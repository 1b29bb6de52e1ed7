//! 正弦轨迹命令
//!
//! 从当前位置出发叠加正弦偏移并逐周期下发，阻抗模式下每 `runs / 10` 个周期调整一次刚度。

use super::report_loop_timing;
use anyhow::{Context, Result, bail};
use clap::{Args, ValueEnum};
use servo_sdk::driver::SimulatedController;
use servo_sdk::prelude::*;
use servo_sdk::protocol::MeasuredState;
use std::f64::consts::PI;
use std::sync::atomic::{AtomicBool, Ordering};
use std::thread;
use std::time::{Duration, Instant};
use tracing::debug;

/// 模拟机械臂的起始关节位置（弧度）
pub const HOME_POSITION: [f64; 7] = [0.0, PI / 6.0, 0.0, -PI / 3.0, 0.0, PI / 2.0, 0.0];

#[derive(Debug, Clone, Copy, PartialEq, Eq, ValueEnum)]
pub enum Space {
    /// 所有关节同步摆动
    Joint,
    /// 工具沿 Z 轴上下运动
    Cartesian,
}

/// 正弦命令参数
#[derive(Args, Debug)]
pub struct SineCommand {
    /// 周期数
    #[arg(long, default_value_t = 600)]
    pub runs: u32,

    /// 关节摆幅（弧度）
    #[arg(long, default_value_t = 0.2)]
    pub amplitude: f64,

    /// 笛卡尔摆幅（毫米）
    #[arg(long, default_value_t = 50.0)]
    pub amplitude_mm: f64,

    /// 频率（Hz）
    #[arg(long, default_value_t = 0.1)]
    pub frequency: f64,

    /// 运动空间
    #[arg(long, value_enum, default_value_t = Space::Joint)]
    pub space: Space,

    /// 笛卡尔阻抗控制（默认仅位置控制）
    #[arg(long)]
    pub impedance: bool,

    /// Direct 流式（关闭控制器侧轨迹生成）
    #[arg(long)]
    pub direct: bool,

    /// 每周期模拟的计算耗时（毫秒）
    #[arg(long, default_value_t = 0)]
    pub compute_ms: u64,

    /// 模拟控制器应答延迟（毫秒）
    #[arg(long, default_value_t = 0)]
    pub latency_ms: u64,
}

impl SineCommand {
    pub fn execute(&self, config: &StreamConfig, running: &AtomicBool) -> Result<()> {
        if self.runs == 0 {
            bail!("--runs must be positive");
        }

        let controller = SimulatedController::new(HOME_POSITION)
            .with_latency(Duration::from_millis(self.latency_ms));
        let initial = controller.measured();
        let session = self.build_session(config, &initial)?;
        let runtime =
            StreamingRuntime::with_config(controller.channel(), RuntimeConfig::from(config));

        println!("🚀 Starting {} ({})", session, session.control_mode().current().kind());
        runtime.begin(session).context("failed to start streaming")?;

        let mut timing = TimingStatistics::new();
        let outcome = self.run_cycles(&runtime, &initial, config, running, &mut timing);

        println!("{}", runtime.summary());
        if runtime.state().is_active() {
            runtime.stop_motion().context("failed to stop motion")?;
            println!("✅ Motion stopped");
        }
        report_loop_timing(&timing);
        outcome
    }

    fn build_session(
        &self,
        config: &StreamConfig,
        initial: &MeasuredState,
    ) -> Result<MotionSession> {
        let builder = match self.space {
            Space::Joint => MotionSession::joint(initial.joints.iter().copied()),
            Space::Cartesian => MotionSession::cartesian(initial.pose, initial.axis_count()),
        };
        let mut builder = builder.profile(config.to_profile()).flavor(if self.direct {
            ServoFlavor::Direct
        } else {
            ServoFlavor::Smart
        });
        if self.impedance {
            builder = builder.control_mode(stiffness_at(0, self.runs));
        }
        Ok(builder.build()?)
    }

    fn run_cycles(
        &self,
        runtime: &StreamingRuntime,
        initial: &MeasuredState,
        config: &StreamConfig,
        running: &AtomicBool,
        timing: &mut TimingStatistics,
    ) -> Result<()> {
        let mut pacer = CyclePacer::new(config.period());
        let stiffness_interval = (self.runs / 10).max(1);
        let omega = 2.0 * PI * self.frequency;
        let start = Instant::now();

        for i in 0..self.runs {
            if !running.load(Ordering::SeqCst) {
                println!("🛑 Interrupted at cycle {}", i);
                break;
            }
            let step = timing.begin_sample();

            if self.compute_ms > 0 {
                thread::sleep(Duration::from_millis(self.compute_ms));
            }
            runtime
                .synchronize()
                .with_context(|| format!("cycle {} failed", i))?;

            let wave = (omega * start.elapsed().as_secs_f64()).sin();
            runtime.set_destination(self.destination(initial, wave))?;

            if self.impedance && i % stiffness_interval == 0 {
                runtime.update_control_mode(stiffness_at(i, self.runs).into())?;
            }
            if i % 100 == 0 {
                debug!("Step {}: {}", i, runtime.summary());
            }

            timing.end_sample(step);
            pacer.wait();
        }
        if pacer.overruns() > 0 {
            println!("⚠️  {} cycles overran the {:?} period", pacer.overruns(), pacer.period());
        }
        Ok(())
    }

    fn destination(&self, initial: &MeasuredState, wave: f64) -> DestinationSetpoint {
        match self.space {
            Space::Joint => DestinationSetpoint::joints(
                initial.joints.iter().map(|q| q + wave * self.amplitude),
            ),
            Space::Cartesian => DestinationSetpoint::cartesian(
                initial.pose.translated(0.0, 0.0, wave * self.amplitude_mm),
            ),
        }
    }
}

/// 刚度随进度线性增加
fn stiffness_at(cycle: u32, runs: u32) -> ImpedanceParameters {
    let progress = f64::from(cycle) / f64::from(runs) + 1.0;
    ImpedanceParameters::cartesian(1000.0 * progress, 150.0 * progress)
}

+-------+

EXERCISE DIRECTIONS - To answer, copy each line from the material above that has the word "ImpedanceParameters".

TASK SOLUTION -
fn stiffness_at(cycle: u32, runs: u32) -> ImpedanceParameters {
    ImpedanceParameters::cartesian(1000.0 * progress, 150.0 * progress)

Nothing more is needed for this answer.